◆ Task description ◆
Give back, word for word, the lines in the listing below from the one holding "filename src/diag.rs" down to the one holding "a whole forest.", both ends included.

Top of Data shown

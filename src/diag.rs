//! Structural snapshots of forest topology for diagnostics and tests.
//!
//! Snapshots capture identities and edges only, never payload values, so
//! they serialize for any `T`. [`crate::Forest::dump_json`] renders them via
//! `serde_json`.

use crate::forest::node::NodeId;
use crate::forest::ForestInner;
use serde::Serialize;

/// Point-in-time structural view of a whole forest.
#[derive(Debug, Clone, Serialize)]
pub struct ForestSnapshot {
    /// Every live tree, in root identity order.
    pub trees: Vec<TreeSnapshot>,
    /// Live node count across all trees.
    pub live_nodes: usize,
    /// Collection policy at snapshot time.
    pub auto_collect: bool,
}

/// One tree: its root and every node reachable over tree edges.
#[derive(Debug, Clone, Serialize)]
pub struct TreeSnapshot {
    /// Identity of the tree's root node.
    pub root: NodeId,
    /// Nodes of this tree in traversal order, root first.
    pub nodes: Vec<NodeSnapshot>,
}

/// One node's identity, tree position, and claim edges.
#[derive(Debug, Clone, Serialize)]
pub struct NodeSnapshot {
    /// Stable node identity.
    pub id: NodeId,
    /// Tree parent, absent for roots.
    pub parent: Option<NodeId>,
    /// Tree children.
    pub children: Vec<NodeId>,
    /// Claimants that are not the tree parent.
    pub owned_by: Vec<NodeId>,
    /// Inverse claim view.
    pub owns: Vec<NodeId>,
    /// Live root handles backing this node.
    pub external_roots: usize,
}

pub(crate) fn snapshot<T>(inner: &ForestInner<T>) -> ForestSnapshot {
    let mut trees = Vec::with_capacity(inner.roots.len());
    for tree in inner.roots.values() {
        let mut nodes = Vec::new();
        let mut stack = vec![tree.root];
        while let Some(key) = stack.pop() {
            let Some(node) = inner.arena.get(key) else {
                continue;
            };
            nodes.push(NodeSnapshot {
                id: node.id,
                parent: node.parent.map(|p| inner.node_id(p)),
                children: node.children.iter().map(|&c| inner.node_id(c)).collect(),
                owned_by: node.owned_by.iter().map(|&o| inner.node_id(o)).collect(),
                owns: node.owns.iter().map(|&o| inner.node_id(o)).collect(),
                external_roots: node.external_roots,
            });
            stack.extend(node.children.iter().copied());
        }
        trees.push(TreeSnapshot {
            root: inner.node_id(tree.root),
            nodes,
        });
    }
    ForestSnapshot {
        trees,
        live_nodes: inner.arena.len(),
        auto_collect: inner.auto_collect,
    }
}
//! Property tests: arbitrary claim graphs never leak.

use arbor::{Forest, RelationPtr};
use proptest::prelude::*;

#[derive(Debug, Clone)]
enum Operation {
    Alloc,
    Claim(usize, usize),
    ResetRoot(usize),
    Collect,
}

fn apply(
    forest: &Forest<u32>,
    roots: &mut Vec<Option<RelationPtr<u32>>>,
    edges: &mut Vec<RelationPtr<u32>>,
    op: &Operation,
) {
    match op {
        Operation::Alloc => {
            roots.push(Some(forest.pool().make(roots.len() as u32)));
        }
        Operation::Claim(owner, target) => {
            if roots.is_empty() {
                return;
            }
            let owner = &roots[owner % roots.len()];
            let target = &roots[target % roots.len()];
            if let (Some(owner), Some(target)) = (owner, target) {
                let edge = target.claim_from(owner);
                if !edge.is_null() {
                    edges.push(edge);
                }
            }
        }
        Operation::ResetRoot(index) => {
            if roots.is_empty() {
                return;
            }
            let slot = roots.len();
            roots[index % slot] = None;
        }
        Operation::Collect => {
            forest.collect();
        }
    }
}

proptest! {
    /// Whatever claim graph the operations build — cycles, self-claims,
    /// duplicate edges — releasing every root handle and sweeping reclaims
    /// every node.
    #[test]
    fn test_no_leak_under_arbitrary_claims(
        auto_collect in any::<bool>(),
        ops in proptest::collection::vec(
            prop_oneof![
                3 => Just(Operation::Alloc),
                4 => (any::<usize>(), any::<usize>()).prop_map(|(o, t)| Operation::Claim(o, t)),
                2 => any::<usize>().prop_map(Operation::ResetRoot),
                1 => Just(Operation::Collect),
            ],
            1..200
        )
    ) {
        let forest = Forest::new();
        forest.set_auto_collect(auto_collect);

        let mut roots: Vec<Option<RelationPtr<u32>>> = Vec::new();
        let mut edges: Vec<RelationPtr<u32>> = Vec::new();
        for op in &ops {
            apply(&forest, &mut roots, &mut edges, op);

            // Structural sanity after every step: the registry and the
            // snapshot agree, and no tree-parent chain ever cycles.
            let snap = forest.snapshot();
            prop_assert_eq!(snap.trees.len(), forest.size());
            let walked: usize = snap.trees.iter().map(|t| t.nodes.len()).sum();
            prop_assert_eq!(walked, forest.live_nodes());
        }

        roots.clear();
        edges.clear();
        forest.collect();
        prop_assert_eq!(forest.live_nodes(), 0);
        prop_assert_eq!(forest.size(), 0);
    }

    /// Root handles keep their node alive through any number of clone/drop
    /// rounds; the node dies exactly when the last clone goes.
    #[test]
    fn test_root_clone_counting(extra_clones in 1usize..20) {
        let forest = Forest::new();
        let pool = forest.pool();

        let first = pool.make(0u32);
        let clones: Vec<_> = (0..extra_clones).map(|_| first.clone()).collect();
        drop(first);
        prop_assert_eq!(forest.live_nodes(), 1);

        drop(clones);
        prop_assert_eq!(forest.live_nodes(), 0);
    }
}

Bottom of Data shown
Top of Data shown

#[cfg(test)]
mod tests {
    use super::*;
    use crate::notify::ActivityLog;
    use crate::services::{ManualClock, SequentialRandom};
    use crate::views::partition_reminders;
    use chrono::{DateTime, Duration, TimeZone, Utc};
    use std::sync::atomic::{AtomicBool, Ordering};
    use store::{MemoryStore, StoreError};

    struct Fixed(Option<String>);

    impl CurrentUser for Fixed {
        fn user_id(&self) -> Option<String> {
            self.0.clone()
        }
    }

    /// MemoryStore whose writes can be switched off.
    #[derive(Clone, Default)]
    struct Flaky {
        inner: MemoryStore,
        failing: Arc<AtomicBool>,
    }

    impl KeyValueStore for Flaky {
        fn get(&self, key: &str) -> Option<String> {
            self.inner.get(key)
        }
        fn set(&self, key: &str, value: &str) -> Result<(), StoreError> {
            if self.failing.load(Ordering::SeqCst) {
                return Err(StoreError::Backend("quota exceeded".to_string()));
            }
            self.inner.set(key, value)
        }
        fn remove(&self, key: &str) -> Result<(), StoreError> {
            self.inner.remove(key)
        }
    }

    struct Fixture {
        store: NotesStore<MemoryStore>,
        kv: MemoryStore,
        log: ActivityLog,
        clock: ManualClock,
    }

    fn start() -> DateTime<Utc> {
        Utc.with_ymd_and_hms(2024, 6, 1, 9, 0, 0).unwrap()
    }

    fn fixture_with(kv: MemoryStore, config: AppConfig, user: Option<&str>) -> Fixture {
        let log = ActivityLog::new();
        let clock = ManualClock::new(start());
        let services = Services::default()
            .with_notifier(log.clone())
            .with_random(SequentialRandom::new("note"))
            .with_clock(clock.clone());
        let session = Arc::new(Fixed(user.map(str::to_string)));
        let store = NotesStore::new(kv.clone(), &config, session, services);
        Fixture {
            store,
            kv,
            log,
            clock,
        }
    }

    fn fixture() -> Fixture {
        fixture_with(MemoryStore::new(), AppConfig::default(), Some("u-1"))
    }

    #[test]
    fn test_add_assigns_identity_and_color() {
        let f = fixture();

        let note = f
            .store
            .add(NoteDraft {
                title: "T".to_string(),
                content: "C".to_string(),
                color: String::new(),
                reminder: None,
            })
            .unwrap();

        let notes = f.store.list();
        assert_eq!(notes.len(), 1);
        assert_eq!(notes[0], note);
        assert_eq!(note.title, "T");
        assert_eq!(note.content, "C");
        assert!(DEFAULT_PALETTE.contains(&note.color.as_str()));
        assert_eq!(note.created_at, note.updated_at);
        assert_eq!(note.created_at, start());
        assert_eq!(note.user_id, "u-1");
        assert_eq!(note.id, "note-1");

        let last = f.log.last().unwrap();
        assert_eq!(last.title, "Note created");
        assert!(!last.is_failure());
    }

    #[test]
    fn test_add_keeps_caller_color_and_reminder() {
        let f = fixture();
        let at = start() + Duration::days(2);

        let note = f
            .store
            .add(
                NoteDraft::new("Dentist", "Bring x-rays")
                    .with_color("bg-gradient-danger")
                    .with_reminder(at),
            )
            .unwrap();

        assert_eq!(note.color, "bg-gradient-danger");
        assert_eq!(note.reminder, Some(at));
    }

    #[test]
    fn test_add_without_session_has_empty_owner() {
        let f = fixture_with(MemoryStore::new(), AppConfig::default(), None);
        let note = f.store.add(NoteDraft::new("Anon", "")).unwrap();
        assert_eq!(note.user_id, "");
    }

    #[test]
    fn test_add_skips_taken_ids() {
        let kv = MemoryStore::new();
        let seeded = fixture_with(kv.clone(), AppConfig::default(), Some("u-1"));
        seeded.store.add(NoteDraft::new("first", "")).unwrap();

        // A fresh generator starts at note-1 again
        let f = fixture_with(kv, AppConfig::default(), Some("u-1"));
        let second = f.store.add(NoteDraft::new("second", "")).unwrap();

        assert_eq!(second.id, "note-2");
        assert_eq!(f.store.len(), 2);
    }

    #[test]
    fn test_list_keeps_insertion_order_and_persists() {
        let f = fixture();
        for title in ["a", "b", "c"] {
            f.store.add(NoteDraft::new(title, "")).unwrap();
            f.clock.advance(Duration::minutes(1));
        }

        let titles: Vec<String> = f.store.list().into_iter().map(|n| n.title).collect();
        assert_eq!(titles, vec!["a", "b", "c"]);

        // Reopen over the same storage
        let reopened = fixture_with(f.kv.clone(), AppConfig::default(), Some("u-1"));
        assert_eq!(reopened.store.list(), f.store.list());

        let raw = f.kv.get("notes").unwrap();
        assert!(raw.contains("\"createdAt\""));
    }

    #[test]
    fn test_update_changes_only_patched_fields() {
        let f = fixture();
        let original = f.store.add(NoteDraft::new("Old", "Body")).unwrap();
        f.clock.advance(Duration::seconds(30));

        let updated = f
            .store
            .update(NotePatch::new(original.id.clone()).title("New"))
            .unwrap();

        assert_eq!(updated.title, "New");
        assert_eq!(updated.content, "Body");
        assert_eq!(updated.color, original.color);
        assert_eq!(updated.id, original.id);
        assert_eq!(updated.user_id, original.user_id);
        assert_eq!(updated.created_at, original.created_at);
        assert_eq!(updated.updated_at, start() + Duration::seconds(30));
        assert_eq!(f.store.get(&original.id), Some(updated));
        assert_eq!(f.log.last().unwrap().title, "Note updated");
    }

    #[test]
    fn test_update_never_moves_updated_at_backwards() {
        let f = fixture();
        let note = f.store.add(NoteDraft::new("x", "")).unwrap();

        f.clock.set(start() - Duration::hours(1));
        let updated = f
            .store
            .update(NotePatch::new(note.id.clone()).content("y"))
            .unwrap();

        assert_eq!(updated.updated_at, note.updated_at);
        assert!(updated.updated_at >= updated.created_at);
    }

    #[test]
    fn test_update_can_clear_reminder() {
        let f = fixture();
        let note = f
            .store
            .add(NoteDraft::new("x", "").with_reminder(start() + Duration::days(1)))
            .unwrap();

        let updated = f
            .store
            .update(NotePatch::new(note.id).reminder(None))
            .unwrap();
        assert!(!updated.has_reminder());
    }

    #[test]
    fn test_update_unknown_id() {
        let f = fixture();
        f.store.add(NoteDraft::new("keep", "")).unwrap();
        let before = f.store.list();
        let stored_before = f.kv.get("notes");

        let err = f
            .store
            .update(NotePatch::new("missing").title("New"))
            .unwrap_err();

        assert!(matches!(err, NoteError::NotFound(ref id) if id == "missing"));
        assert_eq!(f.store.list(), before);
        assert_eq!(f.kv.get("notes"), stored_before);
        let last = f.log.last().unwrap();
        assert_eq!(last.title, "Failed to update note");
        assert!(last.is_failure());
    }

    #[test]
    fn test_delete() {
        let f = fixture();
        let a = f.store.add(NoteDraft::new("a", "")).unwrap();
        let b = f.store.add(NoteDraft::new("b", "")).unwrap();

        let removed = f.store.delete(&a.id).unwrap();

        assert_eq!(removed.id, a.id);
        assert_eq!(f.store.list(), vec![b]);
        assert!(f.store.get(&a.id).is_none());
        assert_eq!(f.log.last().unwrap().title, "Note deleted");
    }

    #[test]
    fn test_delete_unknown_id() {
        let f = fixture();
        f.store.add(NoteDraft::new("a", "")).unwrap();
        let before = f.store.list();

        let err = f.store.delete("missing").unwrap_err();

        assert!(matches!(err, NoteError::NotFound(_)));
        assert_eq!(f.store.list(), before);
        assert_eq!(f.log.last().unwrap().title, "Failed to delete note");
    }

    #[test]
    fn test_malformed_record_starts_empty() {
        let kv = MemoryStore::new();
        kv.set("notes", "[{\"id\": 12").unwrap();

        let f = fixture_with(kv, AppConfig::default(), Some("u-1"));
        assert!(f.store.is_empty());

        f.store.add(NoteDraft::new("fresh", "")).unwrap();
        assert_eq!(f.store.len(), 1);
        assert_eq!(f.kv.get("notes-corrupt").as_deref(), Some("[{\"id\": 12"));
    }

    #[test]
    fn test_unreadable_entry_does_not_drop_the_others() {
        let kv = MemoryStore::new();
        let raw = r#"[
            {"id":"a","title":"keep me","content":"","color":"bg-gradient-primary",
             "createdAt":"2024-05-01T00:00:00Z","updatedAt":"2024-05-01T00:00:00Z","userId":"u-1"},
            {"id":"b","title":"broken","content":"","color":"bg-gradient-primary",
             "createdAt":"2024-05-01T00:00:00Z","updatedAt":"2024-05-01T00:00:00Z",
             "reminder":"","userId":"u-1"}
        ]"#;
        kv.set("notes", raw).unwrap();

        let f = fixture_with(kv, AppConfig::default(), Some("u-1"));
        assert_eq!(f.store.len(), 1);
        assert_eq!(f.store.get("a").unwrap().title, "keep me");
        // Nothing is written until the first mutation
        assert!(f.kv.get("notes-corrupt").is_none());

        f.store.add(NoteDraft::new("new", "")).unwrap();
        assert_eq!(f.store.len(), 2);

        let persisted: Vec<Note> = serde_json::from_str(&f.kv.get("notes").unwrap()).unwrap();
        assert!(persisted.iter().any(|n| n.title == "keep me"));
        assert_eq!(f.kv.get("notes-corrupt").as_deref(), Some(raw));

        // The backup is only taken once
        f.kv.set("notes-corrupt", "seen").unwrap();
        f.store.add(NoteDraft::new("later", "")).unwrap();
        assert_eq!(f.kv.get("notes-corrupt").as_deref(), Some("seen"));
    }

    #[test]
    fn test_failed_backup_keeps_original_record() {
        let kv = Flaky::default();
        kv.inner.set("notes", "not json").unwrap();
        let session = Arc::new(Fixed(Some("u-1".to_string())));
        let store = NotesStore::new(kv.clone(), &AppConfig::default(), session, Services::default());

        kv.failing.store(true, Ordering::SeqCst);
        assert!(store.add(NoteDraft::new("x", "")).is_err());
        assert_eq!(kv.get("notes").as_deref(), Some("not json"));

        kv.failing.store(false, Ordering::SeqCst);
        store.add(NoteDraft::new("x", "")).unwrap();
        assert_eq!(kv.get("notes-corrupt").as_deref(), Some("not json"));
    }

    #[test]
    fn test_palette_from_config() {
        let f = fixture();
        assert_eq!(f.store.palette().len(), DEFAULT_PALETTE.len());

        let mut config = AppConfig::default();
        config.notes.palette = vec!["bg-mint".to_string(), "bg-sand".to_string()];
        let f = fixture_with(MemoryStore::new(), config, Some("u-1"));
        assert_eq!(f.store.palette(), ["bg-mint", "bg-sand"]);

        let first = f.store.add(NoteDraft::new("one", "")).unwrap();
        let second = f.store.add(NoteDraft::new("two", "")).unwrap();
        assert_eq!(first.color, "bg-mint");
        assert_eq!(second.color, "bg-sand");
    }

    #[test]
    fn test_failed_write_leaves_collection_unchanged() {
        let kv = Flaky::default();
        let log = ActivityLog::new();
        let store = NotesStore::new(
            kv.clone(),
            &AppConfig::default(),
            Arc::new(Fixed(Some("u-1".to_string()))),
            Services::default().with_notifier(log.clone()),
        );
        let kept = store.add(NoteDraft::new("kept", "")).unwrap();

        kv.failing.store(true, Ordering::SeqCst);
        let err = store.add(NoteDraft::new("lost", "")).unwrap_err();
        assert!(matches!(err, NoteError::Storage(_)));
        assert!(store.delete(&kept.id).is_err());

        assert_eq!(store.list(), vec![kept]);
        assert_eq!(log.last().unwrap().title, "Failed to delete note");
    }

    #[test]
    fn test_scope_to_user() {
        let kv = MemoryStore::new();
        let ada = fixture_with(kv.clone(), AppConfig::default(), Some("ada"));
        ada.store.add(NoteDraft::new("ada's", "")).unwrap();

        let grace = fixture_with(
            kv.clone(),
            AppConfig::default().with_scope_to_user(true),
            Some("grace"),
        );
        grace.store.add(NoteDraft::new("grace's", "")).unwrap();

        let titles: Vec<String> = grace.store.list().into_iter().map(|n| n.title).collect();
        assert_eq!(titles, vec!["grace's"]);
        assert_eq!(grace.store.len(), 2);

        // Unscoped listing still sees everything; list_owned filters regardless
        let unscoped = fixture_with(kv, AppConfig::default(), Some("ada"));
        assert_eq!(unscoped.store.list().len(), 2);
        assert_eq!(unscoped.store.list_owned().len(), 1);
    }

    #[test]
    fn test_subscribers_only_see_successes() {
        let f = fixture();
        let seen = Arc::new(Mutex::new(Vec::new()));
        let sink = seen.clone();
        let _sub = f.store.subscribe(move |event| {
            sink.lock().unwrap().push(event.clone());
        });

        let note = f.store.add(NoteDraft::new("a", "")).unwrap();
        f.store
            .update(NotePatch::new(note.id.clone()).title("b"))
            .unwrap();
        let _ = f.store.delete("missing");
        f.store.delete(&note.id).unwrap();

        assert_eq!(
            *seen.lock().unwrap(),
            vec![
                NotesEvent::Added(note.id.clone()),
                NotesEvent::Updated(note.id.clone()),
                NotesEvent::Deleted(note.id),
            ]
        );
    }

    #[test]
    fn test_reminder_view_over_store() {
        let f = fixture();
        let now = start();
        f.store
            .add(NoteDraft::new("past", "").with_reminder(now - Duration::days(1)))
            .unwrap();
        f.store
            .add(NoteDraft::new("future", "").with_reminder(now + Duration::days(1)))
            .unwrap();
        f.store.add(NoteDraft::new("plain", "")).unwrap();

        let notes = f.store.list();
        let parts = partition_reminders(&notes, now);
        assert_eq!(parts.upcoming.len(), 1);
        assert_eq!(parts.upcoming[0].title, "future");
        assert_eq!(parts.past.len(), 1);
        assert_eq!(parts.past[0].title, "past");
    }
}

Bottom of Data shown

◆ Exercise result ◆
filename src/diag.rs
//! Structural snapshots of forest topology for diagnostics and tests.
//!
//! Snapshots capture identities and edges only, never payload values, so
//! they serialize for any `T`. [`crate::Forest::dump_json`] renders them via
//! `serde_json`.

use crate::forest::node::NodeId;
use crate::forest::ForestInner;
use serde::Serialize;

/// Point-in-time structural view of a whole forest.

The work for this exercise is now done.